Kenangan pahit telah berserakan
pada kertas hvs bekas skripsi
mengendap dalam bentuk jamur
di atas piring bekas nasi padang
lima minggu lalu
Atau terperangkap dalam kesedihan laba-laba
Sementara, kenangan manis
telah hilang
tergantikan oleh hadirmu
Bercak kuning di kakus
bekas minyak goreng di dinding yang mengelupas
tumpukan jersey kotor Manchester United
lemari-lemari kosong tanpa pintu
tunggakan listrik, PDAM, dan wi-fi
Adalah penanda
Pertanda pernah hidup
Seorang perantau, pejuang dan pengangguran
Juga sebagai protes
dan kado perpisahan untuk ibu kos tersayang
–
Pagi Hari di Kota Malang
Ada yang berbeda pagi ini
bukan suara ibu, kokok ayam siam
atau sinso yang membangunkanku
namun ternodai oleh 12 alarm dengan nada dering sama
juga bising kendaraan dan rentetan pesan grup whatsApp kuliah
Ada yang salah pagi ini
tak ada ikan asin sambal ijo-andaliman dan ubi tumbuk
di meja makan
namun beragam menu yang terususun rapi
dalam etalase orang lain
Ada yang janggal pagi ini
kakiku keram jongkok
gayung mengapung dalam ember bekas cat dinding
juga bau kaporit yang perlahan kunikmati
Kupacu sepeda motor warisan bapak
membelah kemacetan Jl. Gajayana
mencuri ilmu di kota yang namanya
selalu kudoakan nasibku tidak sama
–
Kota-Desa
Aku mencintai kota ini
Seperti saat mencintai perempuan dewasa sepuluh tahun lalu
Kunikmati keringat sore dengan berolahraga
dan dinginnya tengah malam dengan lima jari
Kau antre makan bukan dari seberapa cepat motormu parkir
Melainkan seberapa sering kau sapa ia “uda!”
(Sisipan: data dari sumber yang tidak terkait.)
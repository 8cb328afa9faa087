use std::path::Path;

use crate::{
    conf::{CacheConfig, ScanConfig, StorageConfig},
    core::ColstoreError::{self, ConfigParsingError},
};
use config::Config as CConfig;
use serde::{Deserialize, Serialize};

const ENV_PREFIX: &str = "COLSTORE";

#[derive(Debug, Default, Serialize, Deserialize, PartialEq)]
#[serde(deny_unknown_fields)]
pub struct Config {
    #[serde(default)]
    pub storage: StorageConfig,
    #[serde(default)]
    pub cache: CacheConfig,
    #[serde(default)]
    pub scan: ScanConfig,
}

impl Config {
    pub fn from_str(toml_str: &str) -> Result<Config, ColstoreError> {
        CConfig::builder()
            .add_source(config::File::from_str(toml_str, config::FileFormat::Toml))
            .build()
            .map_err(|e| ConfigParsingError(e.to_string()))?
            .try_deserialize::<Config>()
            .map_err(|e| ConfigParsingError(e.to_string()))
    }

    /// Load from an optional TOML file, then apply `COLSTORE_SECTION__KEY`
    /// environment overrides.
    pub fn load(path: Option<&Path>) -> Result<Config, ColstoreError> {
        let mut builder = CConfig::builder();
        if let Some(path) = path {
            builder = builder.add_source(
                config::File::from(path)
                    .format(config::FileFormat::Toml)
                    .required(true),
            );
        }
        builder
            .add_source(
                config::Environment::with_prefix(ENV_PREFIX)
                    .prefix_separator("_")
                    .separator("__")
                    .try_parsing(true),
            )
            .build()
            .map_err(|e| ConfigParsingError(e.to_string()))?
            .try_deserialize::<Config>()
            .map_err(|e| ConfigParsingError(e.to_string()))
    }
}

#[cfg(test)]
mod tests {
    use super::*;
    use std::path::PathBuf;

    #[test]
    fn load_correct_toml() {
        let toml = r#"
        [storage]
        root = "/var/lib/colstore"

        [cache]
        max_readers = 16

        [scan]
        page_rows = 4096
        "#;
        let conf = Config::from_str(toml);
        assert_eq!(
            conf,
            Ok(Config {
                storage: StorageConfig {
                    root: PathBuf::from("/var/lib/colstore")
                },
                cache: CacheConfig { max_readers: 16 },
                scan: ScanConfig { page_rows: 4096 },
            })
        );
    }

    #[test]
    fn empty_toml_uses_defaults() {
        let conf = Config::from_str("").unwrap();
        assert_eq!(conf, Config::default());
    }

    #[test]
    fn unknown_field_rejected() {
        let toml = r#"
        [cache]
        max_entries = 3
        "#;
        let err = Config::from_str(toml).unwrap_err();
        assert!(matches!(err, ConfigParsingError(_)));
    }

    #[test]
    fn load_from_file() {
        let dir = tempfile::TempDir::new().unwrap();
        let path = dir.path().join("colstore.toml");
        std::fs::write(&path, "[scan]\npage_rows = 10\n").unwrap();

        let conf = Config::load(Some(&path)).unwrap();
        assert_eq!(conf.scan.page_rows, 10);
        assert_eq!(conf.cache, CacheConfig::default());
    }

    #[test]
    fn load_missing_file_fails() {
        let err = Config::load(Some(Path::new("/definitely/not/here.toml"))).unwrap_err();
        assert!(matches!(err, ConfigParsingError(_)));
    }
}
Mereka doyan bercerita tentang kemajuan
Tiang-tiang listrik yang kokoh menuju kota
Ongkir-ongkir selangit
dan jaringan penuh rasis
Lalu mereka bertanya
Berapa skor toefl-mu?
–
Kampung Halaman
Seorang gubernur yang tewas kecelakaan pesawat belasan tahun lalu, berkata,
“kampung halaman tinggi nilainya bagi orang berilmu!”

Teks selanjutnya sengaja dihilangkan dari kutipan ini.